Sramana Mitra: What part of that map are you playing in?
Coby Sella: The most important part that Sansa is contributing to is the challenges around provisioning of secrets and assets into devices. Being the industry veterans for the last 15 years, we’ve been injecting assets and provisioning secrets across a wide range of devices for quite a while. We think that this challenge is not addressed in a holistic enough manner. It’s certainly not in the use case of diversified IoT scenery and certainly not in a way that will be service-oriented. That’s really the essence of our innovative technology. On top of it, we can create applications and layers of functionality. This infrastructure, by itself, is what we’ve singled out as the most important technology that needs to take place for the IoT domain to try and get rid of the siloing situation and try to figure out ways in which new business models can be created via a much better provisioning ecosystem.
Sramana Mitra: Are there particular sectors in which you are more active than others? Is it manufacturing or logistics? Where are you seeing the adoption?
Coby Sella: The initial adoption is pretty generic. We see a lot of it in smart cities. We also see a lot in office spaces and some outbound domestic use cases. It’s pretty spread out. We’re also working with large ecosystem players to embed our technology. As such, I’m sure that they eventually will find multiple use cases across different segments of this market.
Sramana Mitra: Let’s do a few use cases. Share with us a smart city use case. What kind of IoT use cases are you powering and what is the rationale?

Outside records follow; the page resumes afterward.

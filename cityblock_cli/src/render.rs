// Copyright 2025 the Cityblock Authors
// SPDX-License-Identifier: Apache-2.0 OR MIT

//! Grayscale rendering of seeds and tessellations.

use std::path::Path;

use cityblock_index::SeedSet;
use cityblock_raster::OutputGrid;
use image::{GrayImage, Luma, imageops};
use thiserror::Error;

/// Columns of background between the two panels of [`plot`].
pub(crate) const GAP: u32 = 8;

const SEED: Luma<u8> = Luma([255]);
const BACKGROUND: Luma<u8> = Luma([255]);

/// Rendering or encoding failure.
#[derive(Debug, Error)]
pub(crate) enum RenderError {
    /// Encoding or writing the image failed.
    #[error("image error: {0}")]
    Image(#[from] image::ImageError),

    /// The grid does not fit in image dimensions.
    #[error("grid size {0} is too large to render")]
    TooLarge(usize),
}

fn side(size: usize) -> Result<u32, RenderError> {
    u32::try_from(size).map_err(|_| RenderError::TooLarge(size))
}

/// Black `size`×`size` image with a white pixel on every seed inside the grid.
pub(crate) fn seed_image(seeds: &SeedSet<i64>, size: usize) -> Result<GrayImage, RenderError> {
    let side = side(size)?;
    let mut img = GrayImage::new(side, side);
    for (_, p) in seeds.iter() {
        if let (Ok(row), Ok(col)) = (u32::try_from(p.row), u32::try_from(p.col))
            && row < side
            && col < side
        {
            img.put_pixel(col, row, SEED);
        }
    }
    Ok(img)
}

/// Intensity for `label` out of `seed_count` labels: `(255 / N) * label`, truncated.
#[allow(
    clippy::cast_possible_truncation,
    clippy::cast_sign_loss,
    reason = "The product lies in [0, 255) for every label below the seed count."
)]
pub(crate) fn intensity(label: usize, seed_count: usize) -> u8 {
    let step = 255.0 / seed_count.max(1) as f64;
    (step * label as f64) as u8
}

/// One gray level per label, spread evenly over `0..255`.
pub(crate) fn region_image(grid: &OutputGrid, seed_count: usize) -> Result<GrayImage, RenderError> {
    let side = side(grid.size())?;
    // Pixel (x, y) shows cell (row = y, col = x).
    Ok(GrayImage::from_fn(side, side, |x, y| {
        let label = grid.get(y as usize, x as usize).unwrap_or(0);
        Luma([intensity(label, seed_count)])
    }))
}

/// Place `left` and `right` next to each other, separated by [`GAP`] background columns.
pub(crate) fn side_by_side(left: &GrayImage, right: &GrayImage) -> GrayImage {
    let width = left.width() + GAP + right.width();
    let height = left.height().max(right.height());
    let mut canvas = GrayImage::from_pixel(width, height, BACKGROUND);
    imageops::replace(&mut canvas, left, 0, 0);
    imageops::replace(&mut canvas, right, i64::from(left.width() + GAP), 0);
    canvas
}

/// Source points on the left, Voronoi regions on the right.
///
/// Panels carry no captions; the layout alone identifies them.
pub(crate) fn plot(seeds: &SeedSet<i64>, grid: &OutputGrid) -> Result<GrayImage, RenderError> {
    let points = seed_image(seeds, grid.size())?;
    let regions = region_image(grid, seeds.len())?;
    Ok(side_by_side(&points, &regions))
}

/// Save as an image file; the format follows the extension.
pub(crate) fn save(img: &GrayImage, path: &Path) -> Result<(), RenderError> {
    img.save(path)?;
    Ok(())
}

Coby Sella: Think of a situation where a certain residential or new office space comes with some level of equipment and there’s going to be a leasing company to manage the lighting, security systems. Within such an office space, our technology will enable devices that come from different vendors to create the right link. We’ll be able to service the infrastructure company that manages this facility. Then we’d be able to delegate to the company that works within a certain area there.
These provisioning mechanisms will enable the administrative manager of that leasing company to control all of the IoT devices within that space. If that company moves away, then this provisioning mechanism will be able to reset and go back to the situation that was before and go about addressing itself again to the next company that will be there.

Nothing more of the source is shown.